Each line in the entries that has the word "super" has to be copied.
--- Data for the task Enclosed Below ---
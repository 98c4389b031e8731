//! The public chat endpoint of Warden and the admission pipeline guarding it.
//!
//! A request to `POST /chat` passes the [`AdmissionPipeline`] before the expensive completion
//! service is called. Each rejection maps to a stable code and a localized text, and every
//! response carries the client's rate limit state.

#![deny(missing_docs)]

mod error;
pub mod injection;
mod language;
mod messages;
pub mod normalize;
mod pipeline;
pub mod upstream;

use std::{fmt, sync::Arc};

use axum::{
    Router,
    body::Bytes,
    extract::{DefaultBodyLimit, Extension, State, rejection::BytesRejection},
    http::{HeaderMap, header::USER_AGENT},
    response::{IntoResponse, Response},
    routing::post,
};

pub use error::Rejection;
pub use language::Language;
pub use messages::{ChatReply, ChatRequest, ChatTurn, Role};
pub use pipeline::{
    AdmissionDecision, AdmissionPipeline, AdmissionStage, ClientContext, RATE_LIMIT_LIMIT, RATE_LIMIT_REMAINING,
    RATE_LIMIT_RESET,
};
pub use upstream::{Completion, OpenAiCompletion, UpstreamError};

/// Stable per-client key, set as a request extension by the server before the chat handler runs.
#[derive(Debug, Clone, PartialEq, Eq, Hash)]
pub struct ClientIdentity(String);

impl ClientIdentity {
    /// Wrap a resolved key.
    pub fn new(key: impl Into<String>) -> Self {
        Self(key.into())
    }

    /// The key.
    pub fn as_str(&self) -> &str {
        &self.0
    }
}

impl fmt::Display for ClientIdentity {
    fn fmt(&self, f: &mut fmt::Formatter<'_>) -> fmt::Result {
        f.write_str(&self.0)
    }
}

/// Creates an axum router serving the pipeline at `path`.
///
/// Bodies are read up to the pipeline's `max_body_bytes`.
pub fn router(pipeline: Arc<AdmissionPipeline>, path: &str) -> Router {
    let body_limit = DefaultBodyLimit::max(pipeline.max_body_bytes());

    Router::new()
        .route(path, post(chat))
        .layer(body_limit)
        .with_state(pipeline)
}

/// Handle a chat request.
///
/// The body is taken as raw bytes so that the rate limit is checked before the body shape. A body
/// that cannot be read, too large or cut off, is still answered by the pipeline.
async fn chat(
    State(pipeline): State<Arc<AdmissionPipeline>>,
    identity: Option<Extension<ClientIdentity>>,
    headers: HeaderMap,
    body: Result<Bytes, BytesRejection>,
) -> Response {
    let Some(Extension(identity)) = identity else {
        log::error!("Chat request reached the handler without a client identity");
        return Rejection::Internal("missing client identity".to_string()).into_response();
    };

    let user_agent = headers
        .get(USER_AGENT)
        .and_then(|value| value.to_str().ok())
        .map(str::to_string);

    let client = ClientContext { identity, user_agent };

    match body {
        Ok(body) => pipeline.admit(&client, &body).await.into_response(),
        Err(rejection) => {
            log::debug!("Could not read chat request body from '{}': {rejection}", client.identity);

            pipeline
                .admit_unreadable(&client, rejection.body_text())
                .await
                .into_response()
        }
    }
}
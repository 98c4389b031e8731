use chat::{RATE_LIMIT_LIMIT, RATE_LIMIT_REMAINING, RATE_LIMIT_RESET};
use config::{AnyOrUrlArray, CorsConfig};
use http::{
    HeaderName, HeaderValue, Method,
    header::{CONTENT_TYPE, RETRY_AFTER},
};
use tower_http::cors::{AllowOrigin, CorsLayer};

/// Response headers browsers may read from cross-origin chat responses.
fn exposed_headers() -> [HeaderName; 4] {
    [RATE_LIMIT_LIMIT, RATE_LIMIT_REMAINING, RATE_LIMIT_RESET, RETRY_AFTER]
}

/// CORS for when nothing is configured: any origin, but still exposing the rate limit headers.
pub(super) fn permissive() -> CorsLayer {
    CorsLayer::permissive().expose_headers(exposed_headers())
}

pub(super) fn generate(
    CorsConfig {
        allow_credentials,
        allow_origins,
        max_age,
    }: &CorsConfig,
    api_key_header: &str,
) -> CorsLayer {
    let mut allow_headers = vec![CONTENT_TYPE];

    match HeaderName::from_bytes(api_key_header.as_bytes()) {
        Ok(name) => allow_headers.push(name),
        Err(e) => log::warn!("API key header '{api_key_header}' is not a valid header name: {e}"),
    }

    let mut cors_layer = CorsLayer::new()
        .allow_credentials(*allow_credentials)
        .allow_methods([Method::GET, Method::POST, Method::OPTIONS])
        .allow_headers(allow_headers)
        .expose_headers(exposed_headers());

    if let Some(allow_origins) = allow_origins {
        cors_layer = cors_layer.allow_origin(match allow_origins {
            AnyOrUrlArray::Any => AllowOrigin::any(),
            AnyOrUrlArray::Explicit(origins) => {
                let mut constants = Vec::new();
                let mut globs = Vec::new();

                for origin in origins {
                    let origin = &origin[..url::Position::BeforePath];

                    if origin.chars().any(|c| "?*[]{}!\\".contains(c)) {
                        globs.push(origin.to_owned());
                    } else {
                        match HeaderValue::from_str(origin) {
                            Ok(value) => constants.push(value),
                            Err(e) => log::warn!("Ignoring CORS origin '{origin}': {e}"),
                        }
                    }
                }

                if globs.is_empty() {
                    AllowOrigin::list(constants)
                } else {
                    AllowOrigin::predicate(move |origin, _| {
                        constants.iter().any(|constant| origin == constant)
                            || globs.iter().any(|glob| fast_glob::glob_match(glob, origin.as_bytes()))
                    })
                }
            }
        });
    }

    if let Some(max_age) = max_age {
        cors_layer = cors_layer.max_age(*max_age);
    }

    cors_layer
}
--- End of Enclosed Data for the task ---
--- Data for the task Enclosed Below ---
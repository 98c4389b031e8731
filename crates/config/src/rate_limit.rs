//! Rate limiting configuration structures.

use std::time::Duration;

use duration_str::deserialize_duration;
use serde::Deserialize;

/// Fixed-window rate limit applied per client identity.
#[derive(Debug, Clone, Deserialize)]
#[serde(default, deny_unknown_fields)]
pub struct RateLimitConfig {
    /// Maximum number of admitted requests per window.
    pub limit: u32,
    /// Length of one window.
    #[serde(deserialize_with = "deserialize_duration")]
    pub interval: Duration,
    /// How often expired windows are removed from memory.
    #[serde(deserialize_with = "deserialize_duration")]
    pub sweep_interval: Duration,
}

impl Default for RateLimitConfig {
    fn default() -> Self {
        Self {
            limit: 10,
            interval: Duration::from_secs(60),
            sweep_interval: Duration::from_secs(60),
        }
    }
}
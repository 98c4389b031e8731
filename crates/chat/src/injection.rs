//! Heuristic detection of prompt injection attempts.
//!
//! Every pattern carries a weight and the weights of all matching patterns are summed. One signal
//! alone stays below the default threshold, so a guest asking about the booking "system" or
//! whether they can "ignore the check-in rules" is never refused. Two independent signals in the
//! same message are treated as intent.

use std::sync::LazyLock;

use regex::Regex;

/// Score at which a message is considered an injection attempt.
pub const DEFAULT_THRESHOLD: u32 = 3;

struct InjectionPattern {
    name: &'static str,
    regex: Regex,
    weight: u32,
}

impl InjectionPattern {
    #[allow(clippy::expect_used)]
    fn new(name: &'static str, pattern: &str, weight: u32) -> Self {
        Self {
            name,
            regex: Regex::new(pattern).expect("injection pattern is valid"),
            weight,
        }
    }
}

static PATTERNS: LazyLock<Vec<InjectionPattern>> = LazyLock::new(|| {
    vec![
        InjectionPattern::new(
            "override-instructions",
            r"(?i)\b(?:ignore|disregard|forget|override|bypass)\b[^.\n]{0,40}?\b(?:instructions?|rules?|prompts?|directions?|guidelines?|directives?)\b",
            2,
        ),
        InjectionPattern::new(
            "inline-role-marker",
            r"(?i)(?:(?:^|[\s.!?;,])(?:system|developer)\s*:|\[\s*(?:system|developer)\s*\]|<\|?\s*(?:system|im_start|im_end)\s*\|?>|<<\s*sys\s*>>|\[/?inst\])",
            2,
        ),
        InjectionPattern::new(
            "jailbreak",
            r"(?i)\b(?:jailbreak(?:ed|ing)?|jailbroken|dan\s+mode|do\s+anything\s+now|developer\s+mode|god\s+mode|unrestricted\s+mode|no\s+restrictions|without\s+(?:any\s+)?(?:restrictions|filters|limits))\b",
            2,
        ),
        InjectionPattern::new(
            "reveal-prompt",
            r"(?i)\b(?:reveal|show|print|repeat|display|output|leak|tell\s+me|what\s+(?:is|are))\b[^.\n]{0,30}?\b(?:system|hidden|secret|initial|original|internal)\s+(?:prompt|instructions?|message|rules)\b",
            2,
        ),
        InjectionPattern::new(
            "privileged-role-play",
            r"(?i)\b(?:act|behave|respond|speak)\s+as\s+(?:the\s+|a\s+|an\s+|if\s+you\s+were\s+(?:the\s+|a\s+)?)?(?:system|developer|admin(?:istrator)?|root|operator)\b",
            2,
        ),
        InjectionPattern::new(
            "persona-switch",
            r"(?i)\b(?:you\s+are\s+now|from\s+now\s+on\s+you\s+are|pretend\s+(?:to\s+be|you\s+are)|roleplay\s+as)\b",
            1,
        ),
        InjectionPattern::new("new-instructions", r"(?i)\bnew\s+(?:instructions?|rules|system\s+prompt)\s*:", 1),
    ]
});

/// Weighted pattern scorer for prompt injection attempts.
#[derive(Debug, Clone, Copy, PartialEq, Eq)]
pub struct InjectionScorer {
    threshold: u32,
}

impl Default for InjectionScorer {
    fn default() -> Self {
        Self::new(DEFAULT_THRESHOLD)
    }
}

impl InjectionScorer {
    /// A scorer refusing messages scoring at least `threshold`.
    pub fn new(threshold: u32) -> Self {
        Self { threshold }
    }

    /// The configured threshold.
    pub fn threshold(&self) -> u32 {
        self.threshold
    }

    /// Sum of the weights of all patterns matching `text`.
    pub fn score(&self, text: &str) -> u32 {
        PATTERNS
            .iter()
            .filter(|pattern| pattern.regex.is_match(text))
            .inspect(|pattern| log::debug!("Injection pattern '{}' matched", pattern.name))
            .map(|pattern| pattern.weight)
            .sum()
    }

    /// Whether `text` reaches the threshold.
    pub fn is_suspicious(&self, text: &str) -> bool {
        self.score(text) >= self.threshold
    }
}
--- End of Enclosed Data for the task ---
--- Data for the task Enclosed Below ---
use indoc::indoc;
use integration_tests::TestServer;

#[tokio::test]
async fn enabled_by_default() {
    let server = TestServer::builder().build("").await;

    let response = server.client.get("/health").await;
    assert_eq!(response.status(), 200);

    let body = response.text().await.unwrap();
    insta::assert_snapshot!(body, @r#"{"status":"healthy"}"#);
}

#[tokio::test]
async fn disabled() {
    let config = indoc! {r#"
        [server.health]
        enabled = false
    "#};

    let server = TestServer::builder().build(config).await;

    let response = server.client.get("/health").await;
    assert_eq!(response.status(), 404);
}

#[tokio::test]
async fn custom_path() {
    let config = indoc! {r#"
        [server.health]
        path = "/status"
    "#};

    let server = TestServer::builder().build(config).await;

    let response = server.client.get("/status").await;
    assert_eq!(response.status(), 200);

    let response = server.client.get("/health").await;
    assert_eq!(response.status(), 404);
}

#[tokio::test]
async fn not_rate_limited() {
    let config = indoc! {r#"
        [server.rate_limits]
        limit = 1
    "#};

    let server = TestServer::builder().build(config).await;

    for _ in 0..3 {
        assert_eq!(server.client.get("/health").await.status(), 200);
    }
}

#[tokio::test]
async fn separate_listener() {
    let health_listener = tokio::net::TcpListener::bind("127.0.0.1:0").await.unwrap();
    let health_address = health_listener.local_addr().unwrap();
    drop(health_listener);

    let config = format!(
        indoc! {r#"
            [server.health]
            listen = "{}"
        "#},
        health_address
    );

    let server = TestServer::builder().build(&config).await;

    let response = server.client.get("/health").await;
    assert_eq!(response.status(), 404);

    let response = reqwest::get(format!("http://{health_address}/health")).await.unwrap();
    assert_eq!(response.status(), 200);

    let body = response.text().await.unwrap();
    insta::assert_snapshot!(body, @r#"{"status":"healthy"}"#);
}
--- End of Enclosed Data for the task ---
§ Answer below
pub(super) fn permissive() -> CorsLayer {
pub(super) fn generate(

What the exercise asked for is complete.